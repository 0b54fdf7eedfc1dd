use crate::runner::state::{SkippedStep, StepResult, StepStatus};
use serde::{Deserialize, Serialize};
use std::fmt;

/// Percentage of recorded steps that passed, or "n/a" for an empty run.
#[derive(Debug, Clone, Copy, PartialEq, Eq, Serialize, Deserialize)]
#[serde(into = "SuccessRateRepr", try_from = "SuccessRateRepr")]
pub enum SuccessRate {
    Percent(u32),
    NotApplicable,
}

pub const NOT_APPLICABLE: &str = "n/a";

impl SuccessRate {
    /// Rounded to the nearest integer, except that a mixed run never shows
    /// 0 or 100.
    pub fn compute(passed: usize, total: usize) -> Self {
        if total == 0 {
            return SuccessRate::NotApplicable;
        }
        let rounded = (100.0 * passed as f64 / total as f64).round() as u32;
        let percent = if passed == total {
            100
        } else if passed == 0 {
            0
        } else {
            rounded.clamp(1, 99)
        };
        SuccessRate::Percent(percent)
    }

    pub fn is_perfect(&self) -> bool {
        matches!(self, SuccessRate::Percent(100))
    }

    /// Width for progress bars; 0 for an empty run.
    pub fn bar_width(&self) -> u32 {
        match self {
            SuccessRate::Percent(p) => *p,
            SuccessRate::NotApplicable => 0,
        }
    }
}

impl fmt::Display for SuccessRate {
    fn fmt(&self, f: &mut fmt::Formatter<'_>) -> fmt::Result {
        match self {
            SuccessRate::Percent(p) => write!(f, "{}%", p),
            SuccessRate::NotApplicable => f.write_str(NOT_APPLICABLE),
        }
    }
}

#[derive(Serialize, Deserialize)]
#[serde(untagged)]
enum SuccessRateRepr {
    Percent(u32),
    Label(String),
}

impl From<SuccessRate> for SuccessRateRepr {
    fn from(rate: SuccessRate) -> Self {
        match rate {
            SuccessRate::Percent(p) => SuccessRateRepr::Percent(p),
            SuccessRate::NotApplicable => SuccessRateRepr::Label(NOT_APPLICABLE.to_string()),
        }
    }
}

impl TryFrom<SuccessRateRepr> for SuccessRate {
    type Error = String;

    fn try_from(repr: SuccessRateRepr) -> Result<Self, Self::Error> {
        match repr {
            SuccessRateRepr::Percent(p) if p <= 100 => Ok(SuccessRate::Percent(p)),
            SuccessRateRepr::Percent(p) => Err(format!("success rate {} out of range", p)),
            SuccessRateRepr::Label(l) if l == NOT_APPLICABLE => Ok(SuccessRate::NotApplicable),
            SuccessRateRepr::Label(l) => Err(format!("unknown success rate '{}'", l)),
        }
    }
}

#[derive(Debug, Clone, PartialEq, Serialize, Deserialize)]
#[serde(rename_all = "camelCase")]
pub struct ReportSummary {
    pub total_tests: usize,
    pub passed_tests: usize,
    pub failed_tests: usize,
    pub skipped_tests: usize,
    pub success_rate: SuccessRate,
}

impl ReportSummary {
    pub fn from_results(results: &[StepResult], skipped: &[SkippedStep]) -> Self {
        let passed = results
            .iter()
            .filter(|r| r.status == StepStatus::Passed)
            .count();
        let total = results.len();
        Self {
            total_tests: total,
            passed_tests: passed,
            failed_tests: total - passed,
            skipped_tests: skipped.len(),
            success_rate: SuccessRate::compute(passed, total),
        }
    }

    pub fn all_passed(&self) -> bool {
        self.total_tests > 0 && self.failed_tests == 0 && self.skipped_tests == 0
    }
}

/// Environment a run was executed against.
#[derive(Debug, Clone, PartialEq, Eq, Serialize, Deserialize)]
#[serde(rename_all = "camelCase")]
pub struct ReportMeta {
    pub session_id: String,
    pub suite: String,
    pub execution_date: String,
    pub base_url: String,
    pub tenant: String,
}

/// Machine-readable run report. Everything the HTML and JUnit renderers
/// show is derived from this.
#[derive(Debug, Clone, PartialEq, Serialize, Deserialize)]
#[serde(rename_all = "camelCase")]
pub struct StructuredReport {
    pub session_id: String,
    pub suite: String,
    pub execution_date: String,
    #[serde(rename = "baseURL")]
    pub base_url: String,
    pub tenant: String,
    pub summary: ReportSummary,
    pub skipped: Vec<SkippedStep>,
    pub results: Vec<StepResult>,
}
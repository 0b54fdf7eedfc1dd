//! Scripted drivers for unit tests.

use anyhow::Result;
use async_trait::async_trait;
use chrono::NaiveDate;
use rand::rngs::StdRng;
use rand::SeedableRng;
use serde_json::Value;
use std::collections::VecDeque;
use std::sync::{Arc, Mutex};

use super::traits::{ActionRequest, PlatformDriver, RawOutcome, SlotCalendar, SlotView};
use crate::error::StepError;
use crate::fixtures::{generate_patient, generate_provider};
use crate::runner::context::SessionContext;

enum Reply {
    Outcome(RawOutcome),
    Error(String),
    StepError(StepError),
}

/// Replays queued replies in order and records every request it receives.
/// With the queue empty it answers `200 {}`.
#[derive(Default)]
pub struct MockDriver {
    replies: Mutex<VecDeque<Reply>>,
    calls: Mutex<Vec<ActionRequest>>,
}

impl MockDriver {
    pub fn new() -> Self {
        Self::default()
    }

    pub fn respond(&self, status: u16, body: Value) {
        self.push(Reply::Outcome(RawOutcome::http(status, body)));
    }

    pub fn respond_ui(&self, body: Value) {
        self.push(Reply::Outcome(RawOutcome::ui(body)));
    }

    pub fn fail(&self, message: &str) {
        self.push(Reply::Error(message.to_string()));
    }

    pub fn fail_with(&self, err: StepError) {
        self.push(Reply::StepError(err));
    }

    fn push(&self, reply: Reply) {
        self.replies.lock().unwrap().push_back(reply);
    }

    pub fn calls(&self) -> Vec<ActionRequest> {
        self.calls.lock().unwrap().clone()
    }

    pub fn call_count(&self) -> usize {
        self.calls.lock().unwrap().len()
    }
}

#[async_trait]
impl PlatformDriver for MockDriver {
    fn platform_name(&self) -> &str {
        "mock"
    }

    async fn perform(&self, request: &ActionRequest) -> Result<RawOutcome> {
        self.calls.lock().unwrap().push(request.clone());
        let reply = self.replies.lock().unwrap().pop_front();
        match reply {
            Some(Reply::Outcome(raw)) => Ok(raw),
            Some(Reply::Error(message)) => Err(anyhow::anyhow!(message)),
            Some(Reply::StepError(err)) => Err(err.into()),
            None => Ok(RawOutcome::http(200, Value::Object(Default::default()))),
        }
    }
}

/// Lets a test keep a handle on the mock after boxing it into a runner.
pub struct SharedDriver(pub Arc<MockDriver>);

#[async_trait]
impl PlatformDriver for SharedDriver {
    fn platform_name(&self) -> &str {
        "shared"
    }

    async fn perform(&self, request: &ActionRequest) -> Result<RawOutcome> {
        self.0.perform(request).await
    }
}

/// Replays one view per opened date; dates past the script show no slots.
pub struct ScriptedCalendar {
    script: Mutex<VecDeque<Result<SlotView, String>>>,
    opened: Mutex<Vec<NaiveDate>>,
    selected: Mutex<Vec<(NaiveDate, usize)>>,
}

impl ScriptedCalendar {
    pub fn new(script: Vec<Result<SlotView, String>>) -> Self {
        Self {
            script: Mutex::new(script.into()),
            opened: Mutex::new(Vec::new()),
            selected: Mutex::new(Vec::new()),
        }
    }

    pub fn opened(&self) -> Vec<NaiveDate> {
        self.opened.lock().unwrap().clone()
    }

    pub fn selected(&self) -> Vec<(NaiveDate, usize)> {
        self.selected.lock().unwrap().clone()
    }
}

#[async_trait]
impl SlotCalendar for ScriptedCalendar {
    async fn open_date(&self, date: NaiveDate) -> Result<SlotView> {
        self.opened.lock().unwrap().push(date);
        match self.script.lock().unwrap().pop_front() {
            Some(Ok(view)) => Ok(view),
            Some(Err(message)) => Err(anyhow::anyhow!(message)),
            None => Ok(SlotView::NoSlots),
        }
    }

    async fn select_slot(&self, date: NaiveDate, index: usize) -> Result<()> {
        self.selected.lock().unwrap().push((date, index));
        Ok(())
    }
}

/// Session context with seeded fixtures.
pub fn sample_context() -> SessionContext {
    let mut rng = StdRng::seed_from_u64(11);
    let provider = generate_provider(&mut rng, chrono::Utc::now());
    let patient = generate_patient(&mut rng, "example.com");
    SessionContext::new("test-session", provider, patient)
}
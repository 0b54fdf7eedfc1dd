//! REST booking workflow: login, provider, availability, patient, appointment.

use chrono::{NaiveDate, Weekday};
use serde_json::{json, Map, Value};

use crate::driver::traits::{ActionRequest, ApiRequest, RawOutcome};
use crate::error::StepError;
use crate::fixtures::{appointment_window, next_weekday, PatientProfile};
use crate::runner::context::{ContextField, ContextUpdate, SessionContext};
use crate::runner::state::{Outcome, Validation};
use crate::runner::step::{checks, StepSpec};
use crate::utils::RunConfig;

pub const LOGIN_PATH: &str = "/api/master/login";
pub const PROVIDER_PATH: &str = "/api/master/provider";
pub const PROVIDER_LIST_PATH: &str = "/api/master/provider?page=0&size=20";
pub const AVAILABILITY_PATH: &str = "/api/master/provider/availability-setting";
pub const PATIENT_PATH: &str = "/api/master/patient";
pub const PATIENT_LIST_PATH: &str = "/api/master/patient?page=0&size=20&searchString=";
pub const APPOINTMENT_PATH: &str = "/api/master/appointment";

/// Shortest token the login endpoint is expected to hand out.
const MIN_TOKEN_LEN: usize = 1000;
/// Availability window, in EST, and the matching booking hour in UTC.
const AVAILABILITY_DAY: Weekday = Weekday::Mon;
const BOOKING_HOUR_UTC: u32 = 17;
const SLOT_MINUTES: i64 = 30;

/// Request carrying the session's bearer token when there is one.
fn authed(ctx: &SessionContext, method: &str, path: &str) -> ApiRequest {
    let req = ApiRequest::new(method, path);
    match ctx.bearer() {
        Some(bearer) => req.header("Authorization", bearer),
        None => req,
    }
}

/// Entry of `data.content` whose first and last name match.
pub fn find_by_name<'a>(raw: &'a RawOutcome, first: &str, last: &str) -> Option<&'a Value> {
    raw.field("data.content")?.as_array()?.iter().find(|entry| {
        entry.get("firstName").and_then(Value::as_str) == Some(first)
            && entry.get("lastName").and_then(Value::as_str) == Some(last)
    })
}

fn uuid_of(entry: Option<&Value>) -> Option<&str> {
    entry?
        .get("uuid")
        .and_then(Value::as_str)
        .filter(|u| !u.is_empty())
}

fn token_len(raw: &RawOutcome) -> usize {
    raw.str_field("data.access_token").map_or(0, str::len)
}

/// The seven API steps. `today` anchors the booking date.
pub fn steps(config: &RunConfig, today: NaiveDate) -> Vec<StepSpec> {
    let tenant = config.tenant.clone();
    let username = config.credentials.username.clone();
    let password = config.credentials.password.clone();

    vec![
        login(tenant.clone(), username, password),
        add_provider(),
        get_provider(),
        set_availability(tenant.clone()),
        create_patient(today),
        get_patient(),
        book_appointment(tenant, today),
    ]
}

fn login(tenant: String, username: String, password: String) -> StepSpec {
    let shown_user = username.clone();
    StepSpec::new("Provider Login", &format!("POST {}", LOGIN_PATH), move |_| {
        ActionRequest::Api(ApiRequest::new("POST", LOGIN_PATH).json(json!({
            "username": username,
            "password": password,
            "xTENANTID": tenant,
        })))
    })
    .expect(Outcome::Status(200))
    .snapshot(move |_| [("username".to_string(), shown_user.clone())].into())
    .validate(checks::status(Outcome::Status(200)))
    .validate(|raw, _| {
        Validation::from_bool(
            "Access Token Present",
            token_len(raw) > 0,
            "data.access_token",
        )
    })
    .validate(|raw, _| {
        let len = token_len(raw);
        Validation::from_bool(
            format!("Token Length > {} chars", MIN_TOKEN_LEN),
            len > MIN_TOKEN_LEN,
            format!("{} chars", len),
        )
    })
    .extract(|raw, _| {
        let token = raw
            .str_field("data.access_token")
            .ok_or_else(|| StepError::ExtractionFailed {
                field: "data.access_token".to_string(),
            })?;
        Ok(ContextUpdate::new()
            .set(ContextField::AccessToken, token)
            .note("tokenLength", token.len()))
    })
}

fn add_provider() -> StepSpec {
    StepSpec::new("Add Provider", &format!("POST {}", PROVIDER_PATH), |ctx| {
        let p = ctx.provider();
        ActionRequest::Api(authed(ctx, "POST", PROVIDER_PATH).json(merged(vec![
            json!({
                "roleType": "PROVIDER",
                "active": false,
                "admin_access": true,
                "status": false,
                "avatar": "",
                "role": "PROVIDER",
                "firstName": p.first_name,
                "lastName": p.last_name,
                "gender": p.gender.as_str(),
                "phone": "",
                "npi": "",
                "specialities": null,
                "groupNpiNumber": "",
            }),
            json!({
                "licensedStates": null,
                "licenseNumber": "",
                "acceptedInsurances": null,
                "experience": "",
                "taxonomyNumber": "",
                "workLocations": null,
                "email": p.email,
                "officeFaxNumber": "",
                "areaFocus": "",
                "hospitalAffiliation": "",
                "ageGroupSeen": null,
                "spokenLanguages": null,
                "providerEmployment": "",
            }),
            json!({
                "insurance_verification": "",
                "prior_authorization": "",
                "secondOpinion": "",
                "careService": null,
                "bio": "",
                "expertise": "",
                "workExperience": "",
                "licenceInformation": [{ "uuid": "", "licenseState": "", "licenseNumber": "" }],
                "deaInformation": [{ "deaState": "", "deaNumber": "", "deaTermDate": "", "deaActiveDate": "" }],
            }),
        ])))
    })
    .requires(ContextField::AccessToken)
    .expect(Outcome::Status(201))
    .snapshot(|ctx| ctx.provider().snapshot())
    .validate(checks::status(Outcome::Status(201)))
    .validate(checks::message(|_| "Provider created successfully.".to_string()))
}

fn get_provider() -> StepSpec {
    StepSpec::new("Get Provider", &format!("GET {}", PROVIDER_PATH), |ctx| {
        ActionRequest::Api(authed(ctx, "GET", PROVIDER_LIST_PATH))
    })
    .requires(ContextField::AccessToken)
    .expect(Outcome::Status(200))
    .validate(checks::status(Outcome::Status(200)))
    .validate(|raw, ctx| {
        let p = ctx.provider();
        let found = find_by_name(raw, &p.first_name, &p.last_name).is_some();
        Validation::from_bool(
            "Created Provider Found",
            found,
            format!("{} in provider list", p.full_name()),
        )
    })
    .extract(|raw, ctx| {
        let p = ctx.provider();
        let uuid = uuid_of(find_by_name(raw, &p.first_name, &p.last_name)).ok_or_else(|| {
            StepError::ExtractionFailed {
                field: "providerId".to_string(),
            }
        })?;
        Ok(ContextUpdate::new()
            .set(ContextField::ProviderId, uuid)
            .note("providerUuid", uuid)
            .note("providerName", p.full_name()))
    })
}

fn set_availability(tenant: String) -> StepSpec {
    StepSpec::new(
        "Set Availability",
        &format!("POST {}", AVAILABILITY_PATH),
        move |ctx| {
            ActionRequest::Api(authed(ctx, "POST", AVAILABILITY_PATH).json(json!({
                "setToWeekdays": false,
                "providerId": ctx.provider_id.clone().unwrap_or_default(),
                "bookingWindow": "3",
                "timezone": "EST",
                "bufferTime": 0,
                "initialConsultTime": 0,
                "followupConsultTime": 0,
                "settings": [{ "type": "NEW", "slotTime": SLOT_MINUTES.to_string(), "minNoticeUnit": "8_HOUR" }],
                "blockDays": [],
                "daySlots": [{
                    "day": "MONDAY",
                    "startTime": "12:00:00",
                    "endTime": "13:00:00",
                    "availabilityMode": "VIRTUAL",
                }],
                "bookBefore": "undefined undefined",
                "xTENANTID": tenant,
            })))
        },
    )
    .requires(ContextField::AccessToken)
    .requires(ContextField::ProviderId)
    .expect(Outcome::Status(200))
    .snapshot(|ctx| {
        [
            (
                "providerId".to_string(),
                ctx.provider_id.clone().unwrap_or_default(),
            ),
            (
                "schedule".to_string(),
                "Monday 12:00-13:00 EST (Virtual)".to_string(),
            ),
        ]
        .into()
    })
    .validate(checks::status(Outcome::Status(200)))
    .validate(checks::message(|ctx| {
        format!(
            "Availability added successfully for provider {}",
            ctx.provider().full_name()
        )
    }))
}

/// Fold several JSON objects into one; later keys win.
fn merged(parts: Vec<Value>) -> Value {
    let mut body = Map::new();
    for part in parts {
        if let Value::Object(fields) = part {
            body.extend(fields);
        }
    }
    Value::Object(body)
}

fn empty_address() -> Value {
    json!({ "line1": "", "line2": "", "city": "", "state": "", "country": "", "zipcode": "" })
}

/// Blank self-pay insurance entry the registration form submits.
fn blank_insurance() -> Value {
    let address = empty_address();
    merged(vec![
        json!({
            "active": true,
            "insuranceId": "",
            "copayType": "FIXED",
            "coInsurance": "",
            "claimNumber": "",
            "note": "",
            "deductibleAmount": "",
            "employerName": "",
            "employerAddress": address.clone(),
        }),
        json!({
            "subscriberFirstName": "",
            "subscriberLastName": "",
            "subscriberMiddleName": "",
            "subscriberSsn": "",
            "subscriberMobileNumber": "",
            "subscriberAddress": address.clone(),
            "groupId": "",
            "memberId": "",
            "groupName": "",
        }),
        json!({
            "frontPhoto": "",
            "backPhoto": "",
            "insuredFirstName": "",
            "insuredLastName": "",
            "address": address,
            "insuredBirthDate": "",
            "coPay": "",
            "insurancePayer": {},
        }),
    ])
}

pub fn patient_body(p: &PatientProfile, signed_date: &str) -> Value {
    merged(vec![
        json!({
            "phoneNotAvailable": true,
            "emailNotAvailable": true,
            "registrationDate": "",
            "firstName": p.first_name,
            "middleName": "",
            "lastName": p.last_name,
            "timezone": "IST",
            "birthDate": format!("{}T00:00:00.000Z", p.birth_date),
            "gender": p.gender.as_str(),
        }),
        json!({
            "ssn": "",
            "mrn": "",
            "languages": null,
            "avatar": "",
            "mobileNumber": "",
            "faxNumber": "",
            "homePhone": "",
            "address": empty_address(),
        }),
        json!({
            "emergencyContacts": [{ "firstName": "", "lastName": "", "mobile": "" }],
            "patientInsurances": [blank_insurance()],
            "emailConsent": false,
            "messageConsent": false,
            "callConsent": false,
            "patientConsentEntities": [{ "signedDate": signed_date }],
        }),
    ])
}

fn create_patient(today: NaiveDate) -> StepSpec {
    let signed = format!("{}T00:00:00.000Z", today);
    StepSpec::new("Create Patient", &format!("POST {}", PATIENT_PATH), move |ctx| {
        ActionRequest::Api(authed(ctx, "POST", PATIENT_PATH).json(patient_body(ctx.patient(), &signed)))
    })
    .requires(ContextField::AccessToken)
    .expect(Outcome::Status(201))
    .snapshot(|ctx| ctx.patient().snapshot())
    .validate(checks::status(Outcome::Status(201)))
    .validate(checks::message(|_| {
        "Patient Details Added Successfully.".to_string()
    }))
}

fn get_patient() -> StepSpec {
    StepSpec::new("Get Patient", &format!("GET {}", PATIENT_PATH), |ctx| {
        ActionRequest::Api(authed(ctx, "GET", PATIENT_LIST_PATH))
    })
    .requires(ContextField::AccessToken)
    .expect(Outcome::Status(200))
    .validate(checks::status(Outcome::Status(200)))
    .validate(|raw, ctx| {
        let p = ctx.patient();
        let found = find_by_name(raw, &p.first_name, &p.last_name).is_some();
        Validation::from_bool(
            "Created Patient Found",
            found,
            format!("{} in patient list", p.full_name()),
        )
    })
    .extract(|raw, ctx| {
        let p = ctx.patient();
        let uuid = uuid_of(find_by_name(raw, &p.first_name, &p.last_name)).ok_or_else(|| {
            StepError::ExtractionFailed {
                field: "patientId".to_string(),
            }
        })?;
        Ok(ContextUpdate::new()
            .set(ContextField::PatientId, uuid)
            .note("patientUuid", uuid)
            .note("patientName", p.full_name()))
    })
}

fn book_appointment(tenant: String, today: NaiveDate) -> StepSpec {
    let date = next_weekday(today, AVAILABILITY_DAY);
    let (start, end) = appointment_window(date, BOOKING_HOUR_UTC, SLOT_MINUTES);
    let shown_start = start.clone();
    let accepted = Outcome::AnyStatus(vec![200, 201]);

    StepSpec::new(
        "Book Appointment",
        &format!("POST {}", APPOINTMENT_PATH),
        move |ctx| {
            ActionRequest::Api(authed(ctx, "POST", APPOINTMENT_PATH).json(merged(vec![
                json!({
                    "mode": "VIRTUAL",
                    "patientId": ctx.patient_id.clone().unwrap_or_default(),
                    "customForms": null,
                    "visit_type": "",
                    "type": "NEW",
                    "paymentType": "CASH",
                    "providerId": ctx.provider_id.clone().unwrap_or_default(),
                    "startTime": start,
                    "endTime": end,
                    "insurance_type": "",
                    "note": "",
                    "authorization": "",
                    "forms": [],
                    "chiefComplaint": "appointment test",
                }),
                json!({
                    "isRecurring": false,
                    "recurringFrequency": "daily",
                    "reminder_set": false,
                    "endType": "never",
                    "endDate": start,
                    "endAfter": 5,
                    "customFrequency": 1,
                    "customFrequencyUnit": "days",
                    "selectedWeekdays": [],
                    "reminder_before_number": 1,
                    "timezone": "EST",
                    "duration": SLOT_MINUTES,
                    "xTENANTID": tenant,
                }),
            ])))
        },
    )
    .requires(ContextField::AccessToken)
    .requires(ContextField::ProviderId)
    .requires(ContextField::PatientId)
    .expect(accepted.clone())
    .snapshot(move |ctx| {
        [
            (
                "patientId".to_string(),
                ctx.patient_id.clone().unwrap_or_default(),
            ),
            (
                "providerId".to_string(),
                ctx.provider_id.clone().unwrap_or_default(),
            ),
            ("appointmentTime".to_string(), shown_start.clone()),
            ("duration".to_string(), format!("{} minutes", SLOT_MINUTES)),
            ("mode".to_string(), "VIRTUAL".to_string()),
        ]
        .into()
    })
    .validate(checks::status(accepted))
    .validate(checks::message(|_| "Appointment booked successfully.".to_string()))
}
use anyhow::Result;
use async_trait::async_trait;
use chrono::NaiveDate;
use serde_json::Value;
use std::collections::BTreeMap;
use std::fmt;

/// Element selector for web UI elements
#[derive(Debug, Clone, PartialEq, Eq)]
pub enum Selector {
    /// Raw CSS selector
    Css(String),
    /// Element whose visible text matches exactly
    Text(String),
    /// Input by placeholder text
    Placeholder(String),
    /// ARIA role with accessible name (role="button", name "Save")
    Role { role: String, name: String },
}

impl Selector {
    pub fn css(css: &str) -> Self {
        Selector::Css(css.to_string())
    }

    pub fn text(text: &str) -> Self {
        Selector::Text(text.to_string())
    }

    pub fn placeholder(placeholder: &str) -> Self {
        Selector::Placeholder(placeholder.to_string())
    }

    pub fn role(role: &str, name: &str) -> Self {
        Selector::Role {
            role: role.to_string(),
            name: name.to_string(),
        }
    }
}

impl fmt::Display for Selector {
    fn fmt(&self, f: &mut fmt::Formatter<'_>) -> fmt::Result {
        match self {
            Selector::Css(css) => write!(f, "css={}", css),
            Selector::Text(text) => write!(f, "text=\"{}\"", text),
            Selector::Placeholder(p) => write!(f, "placeholder=\"{}\"", p),
            Selector::Role { role, name } => write!(f, "role={}[name=\"{}\"]", role, name),
        }
    }
}

/// One interaction inside a UI step.
#[derive(Debug, Clone, PartialEq)]
pub enum UiCommand {
    /// Navigate to a URL (relative URLs are joined to the app URL)
    Goto(String),
    Click(Selector),
    Fill(Selector, String),
    /// Press a key while `Selector` has focus
    Press(Selector, String),
    /// Wait until the element is attached, up to timeout ms (0 = driver default)
    WaitFor(Selector, u64),
    /// Fail unless the element becomes visible within the driver's timeout
    ExpectVisible(Selector),
    /// Fixed settle delay in ms
    Pause(u64),
    /// Save a screenshot under the output directory
    Screenshot(String),
    /// Scan the availability calendar day by day and click the first free slot
    PickSlot { from: NaiveDate, max_attempts: u32 },
}

/// A bounded sequence of UI interactions making up one step.
#[derive(Debug, Clone, PartialEq)]
pub struct UiSequence {
    pub label: String,
    pub commands: Vec<UiCommand>,
}

#[derive(Debug, Clone, PartialEq)]
pub struct ApiRequest {
    pub method: String,
    /// Path relative to the API base URL, query string included
    pub path: String,
    /// Step-specific headers, on top of the driver's common headers
    pub headers: BTreeMap<String, String>,
    pub body: Option<Value>,
}

impl ApiRequest {
    pub fn new(method: &str, path: &str) -> Self {
        Self {
            method: method.to_string(),
            path: path.to_string(),
            headers: BTreeMap::new(),
            body: None,
        }
    }

    pub fn header(mut self, name: &str, value: impl Into<String>) -> Self {
        self.headers.insert(name.to_string(), value.into());
        self
    }

    pub fn json(mut self, body: Value) -> Self {
        self.body = Some(body);
        self
    }
}

#[derive(Debug, Clone, PartialEq)]
pub enum ActionRequest {
    Api(ApiRequest),
    Ui(UiSequence),
}

impl ActionRequest {
    pub fn describe(&self) -> String {
        match self {
            ActionRequest::Api(req) => format!("{} {}", req.method, req.path),
            ActionRequest::Ui(seq) => seq.label.clone(),
        }
    }
}

/// What an action produced, before any validation.
#[derive(Debug, Clone, PartialEq)]
pub struct RawOutcome {
    pub status_code: Option<u16>,
    pub body: Value,
    pub success: bool,
}

impl RawOutcome {
    pub fn http(status: u16, body: Value) -> Self {
        Self {
            status_code: Some(status),
            body,
            success: (200..300).contains(&status),
        }
    }

    pub fn ui(body: Value) -> Self {
        Self {
            status_code: None,
            body,
            success: true,
        }
    }

    /// Look up a dotted path (`data.access_token`) in the body.
    pub fn field(&self, path: &str) -> Option<&Value> {
        let pointer = format!("/{}", path.replace('.', "/"));
        self.body.pointer(&pointer)
    }

    pub fn str_field(&self, path: &str) -> Option<&str> {
        self.field(path).and_then(Value::as_str)
    }
}

/// The only thing the runner knows about the outside world: perform one
/// request or one UI interaction sequence.
#[async_trait]
pub trait PlatformDriver: Send + Sync {
    /// Short name used in logs ("api", "web")
    fn platform_name(&self) -> &str;

    async fn perform(&self, request: &ActionRequest) -> Result<RawOutcome>;

    /// Best-effort diagnostic capture after a failed step.
    async fn capture_failure(&self, _label: &str) -> Result<Option<String>> {
        Ok(None)
    }
}

/// Availability shown for a single calendar date.
#[derive(Debug, Clone, Copy, PartialEq, Eq)]
pub enum SlotView {
    /// The "No Slots Available" signal
    NoSlots,
    /// Number of selectable time slots
    Slots(usize),
}

/// Per-date view of a provider's availability calendar.
#[async_trait]
pub trait SlotCalendar: Send + Sync {
    async fn open_date(&self, date: NaiveDate) -> Result<SlotView>;

    async fn select_slot(&self, date: NaiveDate, index: usize) -> Result<()>;
}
━━━━━━━━
> TASK DETAILS: Starting at the line that has "pub fn sample_context()" in the records above, restate word for word every line until the one that has "there is one.", and include that one as well.

> OUTPUT:
pub fn sample_context() -> SessionContext {
    let mut rng = StdRng::seed_from_u64(11);
    let provider = generate_provider(&mut rng, chrono::Utc::now());
    let patient = generate_patient(&mut rng, "example.com");
    SessionContext::new("test-session", provider, patient)
}
repository 0b54fdf7eedfc1dd
//! REST booking workflow: login, provider, availability, patient, appointment.

use chrono::{NaiveDate, Weekday};
use serde_json::{json, Map, Value};

use crate::driver::traits::{ActionRequest, ApiRequest, RawOutcome};
use crate::error::StepError;
use crate::fixtures::{appointment_window, next_weekday, PatientProfile};
use crate::runner::context::{ContextField, ContextUpdate, SessionContext};
use crate::runner::state::{Outcome, Validation};
use crate::runner::step::{checks, StepSpec};
use crate::utils::RunConfig;

pub const LOGIN_PATH: &str = "/api/master/login";
pub const PROVIDER_PATH: &str = "/api/master/provider";
pub const PROVIDER_LIST_PATH: &str = "/api/master/provider?page=0&size=20";
pub const AVAILABILITY_PATH: &str = "/api/master/provider/availability-setting";
pub const PATIENT_PATH: &str = "/api/master/patient";
pub const PATIENT_LIST_PATH: &str = "/api/master/patient?page=0&size=20&searchString=";
pub const APPOINTMENT_PATH: &str = "/api/master/appointment";

/// Shortest token the login endpoint is expected to hand out.
const MIN_TOKEN_LEN: usize = 1000;
/// Availability window, in EST, and the matching booking hour in UTC.
const AVAILABILITY_DAY: Weekday = Weekday::Mon;
const BOOKING_HOUR_UTC: u32 = 17;
const SLOT_MINUTES: i64 = 30;

/// Request carrying the session's bearer token when there is one.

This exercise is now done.